As a member of the Board of Supervisors, I have a responsibility to protect the interests of the residents I serve. Providing the greatest value for every tax dollar is essential especially when it comes to educational expenditures, as the children who are taught in Stafford public schools deserve to get the most from those dollars. When dollars intended for education are spent on niceties instead of necessities, the public's confidence in education spending is undermined.

Yet despite the necessity of justifying the decision to build a new school instead of renovating, upgrading, and expanding the existing facility, those promoting the destruction and replacement of Stafford High School have offered little beyond their own personal preferences to explain their conclusion. Simply put, they want something "new." And when new-facility proponents are asked for hard, measurable data to support their conclusions, those who ask for such information are pilloried and dismissed as obstructing progress.
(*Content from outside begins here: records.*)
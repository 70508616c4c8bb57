//! Process-level runtime: owns the cancellation token shared by every
//! spawned scraper task and drains them on shutdown.

use std::future::Future;
use std::time::Duration;
use tokio::task::JoinHandle;
use tokio_util::sync::CancellationToken;

/// Manages concurrent task lifecycles for the harvester process. The
/// runtime owns a `CancellationToken` shared by all spawned tasks and
/// collects their `JoinHandle`s for graceful shutdown; it does not own
/// business dependencies itself.
pub struct Runtime {
    cancel: CancellationToken,
    handles: Vec<(String, JoinHandle<()>)>,
    drain_deadline: Duration,
}

impl Runtime {
    pub fn new(drain_deadline: Duration) -> Self {
        Self {
            cancel: CancellationToken::new(),
            handles: Vec::new(),
            drain_deadline,
        }
    }

    pub fn cancel_token(&self) -> CancellationToken {
        self.cancel.clone()
    }

    /// Spawn a task and track its handle. The task should check
    /// `CancellationToken::is_cancelled()` (or select on `.cancelled()`)
    /// to exit promptly when shutdown begins.
    pub fn spawn<F>(&mut self, name: impl Into<String>, future: F)
    where
        F: Future<Output = ()> + Send + 'static,
    {
        let name = name.into();
        tracing::info!(task = %name, "spawning supervised task");
        let handle = tokio::spawn(future);
        self.handles.push((name, handle));
    }

    pub fn task_count(&self) -> usize {
        self.handles.len()
    }

    /// Cancel every task and await them all, up to `drain_deadline`.
    pub async fn shutdown(&mut self) {
        tracing::info!("initiating graceful shutdown");
        self.cancel.cancel();

        let handles: Vec<_> = self.handles.drain(..).collect();
        let drain = async {
            for (name, handle) in handles {
                match handle.await {
                    Ok(()) => tracing::info!(task = %name, "task completed cleanly"),
                    Err(e) => tracing::warn!(task = %name, error = %e, "task panicked during shutdown"),
                }
            }
        };

        if tokio::time::timeout(self.drain_deadline, drain).await.is_err() {
            tracing::warn!(
                deadline_secs = self.drain_deadline.as_secs(),
                "shutdown deadline exceeded, some tasks may still be running"
            );
        } else {
            tracing::info!("graceful shutdown complete");
        }
    }

    /// Block until an OS shutdown signal arrives, then drain all tasks.
    pub async fn run_until_shutdown(mut self) {
        wait_for_shutdown_signal().await;
        self.shutdown().await;
    }
}

/// Wait for Ctrl+C or, on Unix, SIGTERM.
pub async fn wait_for_shutdown_signal() {
    #[cfg(unix)]
    {
        use tokio::signal::unix::{signal, SignalKind};

        let mut sigterm = match signal(SignalKind::terminate()) {
            Ok(s) => s,
            Err(e) => {
                tracing::warn!(error = %e, "failed to register SIGTERM handler, using Ctrl+C only");
                if let Err(e) = tokio::signal::ctrl_c().await {
                    tracing::error!(error = %e, "failed to listen for Ctrl+C");
                } else {
                    tracing::info!("received Ctrl+C");
                }
                return;
            }
        };

        tokio::select! {
            result = tokio::signal::ctrl_c() => {
                if let Err(e) = result {
                    tracing::error!(error = %e, "Ctrl+C handler error");
                }
                tracing::info!("received Ctrl+C");
            }
            _ = sigterm.recv() => {
                tracing::info!("received SIGTERM");
            }
        }
    }

    #[cfg(not(unix))]
    {
        if let Err(e) = tokio::signal::ctrl_c().await {
            tracing::error!(error = %e, "failed to listen for Ctrl+C");
        } else {
            tracing::info!("received Ctrl+C");
        }
    }
}

#[cfg(test)]
mod tests {
    use super::*;
    use std::sync::atomic::{AtomicU32, Ordering};
    use std::sync::Arc;

    #[tokio::test]
    async fn spawned_tasks_are_tracked_and_drained() {
        let mut runtime = Runtime::new(Duration::from_secs(5));
        let counter = Arc::new(AtomicU32::new(0));
        let cancel = runtime.cancel_token();
        let counter_clone = counter.clone();
        runtime.spawn("counter", async move {
            cancel.cancelled().await;
            counter_clone.fetch_add(1, Ordering::SeqCst);
        });
        assert_eq!(runtime.task_count(), 1);
        runtime.shutdown().await;
        assert_eq!(counter.load(Ordering::SeqCst), 1);
    }

    #[tokio::test]
    async fn shutdown_warns_but_returns_on_deadline_exceeded() {
        let mut runtime = Runtime::new(Duration::from_millis(10));
        runtime.spawn("slow", async {
            tokio::time::sleep(Duration::from_secs(5)).await;
        });
        runtime.shutdown().await;
    }
}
It is precisely because of this resistance that I conclude that the only way taxpayers will be told about respective benefits and shortcomings of building new or renovating is to insist that the decision be put to residents in an advisory referendum. Ultimately, the people of Stafford County will have to pay the great difference in cost between renovation and building a new facility. Before becoming obligated to a staggeringly expensive capital-improvement project, it is both reasonable and appropriate for residents to be given an opportunity to weigh in.

Obviously, I believe renovation to be a viable and more cost-effective option for taxpayers and students alike. Culpeper is planning a $20 million renovation, and Prince William County has recently renovated facilities instead of demolishing and building anew. These local governments did so because renovation is invariably more cost-effective.